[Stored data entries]
fn walk(
    node: &Node,
    query: &Point,
    query_path: &mut Vec<f32>,
    results: &mut ResultSet,
    config: &TreeConfig,
    metric: &dyn Metric,
) -> Result<()> {
    match node {
        Node::Leaf(leaf) => {
            let dq1 = match &leaf.sv1 {
                Some(sv) => {
                    let d = checked_distance(metric, query, sv)?;
                    results.offer(sv, d)?;
                    Some(d)
                }
                None => None,
            };
            let dq2 = match &leaf.sv2 {
                Some(sv) => {
                    let d = checked_distance(metric, query, sv)?;
                    results.offer(sv, d)?;
                    Some(d)
                }
                None => None,
            };
            'points: for (i, point) in leaf.points.iter().enumerate() {
                let bound = results.bound();
                // Path entries lower-bound the distance for every shared
                // ancestor vantage point.
                let shared = point.path().len().min(query_path.len());
                for j in 0..shared {
                    if (point.path()[j] - query_path[j]).abs() > bound {
                        continue 'points;
                    }
                }
                if let Some(dq1) = dq1 {
                    if (dq1 - leaf.d1[i]).abs() > bound {
                        continue;
                    }
                }
                if let Some(dq2) = dq2 {
                    if (dq2 - leaf.d2[i]).abs() > bound {
                        continue;
                    }
                }
                let d = checked_distance(metric, query, point)?;
                results.offer(point, d)?;
            }
            Ok(())
        }
        Node::Internal(internal) => {
            let dq1 = checked_distance(metric, query, &internal.sv1)?;
            results.offer(&internal.sv1, dq1)?;
            let dq2 = checked_distance(metric, query, &internal.sv2)?;
            results.offer(&internal.sv2, dq2)?;

            query_path.push(dq1);
            query_path.push(dq2);
            let bf = config.branchfactor;
            for b1 in 0..bf {
                let (low1, high1) = band_range(b1, &internal.m1);
                let bound = results.bound();
                if dq1 - bound > high1 || dq1 + bound < low1 {
                    continue;
                }
                let row = internal.m2_row(b1, bf);
                for b2 in 0..bf {
                    let (low2, high2) = band_range(b2, row);
                    let bound = results.bound();
                    if dq2 - bound > high2 || dq2 + bound < low2 {
                        continue;
                    }
                    if let Some(child) = &internal.children[b1 * bf + b2] {
                        walk(child, query, query_path, results, config, metric)?;
                    }
                }
            }
            query_path.truncate(query_path.len() - 2);
            Ok(())
        }
    }
}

#### Activity:
Copy every line of the data above, beginning with the first and ending with the line that contains "let dq2 = checked_distance(metric, query, &internal.sv2)?;", and give nothing more.

#### Answer box:
fn walk(
    node: &Node,
    query: &Point,
    query_path: &mut Vec<f32>,
    results: &mut ResultSet,
    config: &TreeConfig,
    metric: &dyn Metric,
) -> Result<()> {
    match node {
        Node::Leaf(leaf) => {
            let dq1 = match &leaf.sv1 {
                Some(sv) => {
                    let d = checked_distance(metric, query, sv)?;
                    results.offer(sv, d)?;
                    Some(d)
                }
                None => None,
            };
            let dq2 = match &leaf.sv2 {
                Some(sv) => {
                    let d = checked_distance(metric, query, sv)?;
                    results.offer(sv, d)?;
                    Some(d)
                }
                None => None,
            };
            'points: for (i, point) in leaf.points.iter().enumerate() {
                let bound = results.bound();
                // Path entries lower-bound the distance for every shared
                // ancestor vantage point.
                let shared = point.path().len().min(query_path.len());
                for j in 0..shared {
                    if (point.path()[j] - query_path[j]).abs() > bound {
                        continue 'points;
                    }
                }
                if let Some(dq1) = dq1 {
                    if (dq1 - leaf.d1[i]).abs() > bound {
                        continue;
                    }
                }
                if let Some(dq2) = dq2 {
                    if (dq2 - leaf.d2[i]).abs() > bound {
                        continue;
                    }
                }
                let d = checked_distance(metric, query, point)?;
                results.offer(point, d)?;
            }
            Ok(())
        }
        Node::Internal(internal) => {
            let dq1 = checked_distance(metric, query, &internal.sv1)?;
            results.offer(&internal.sv1, dq1)?;
            let dq2 = checked_distance(metric, query, &internal.sv2)?;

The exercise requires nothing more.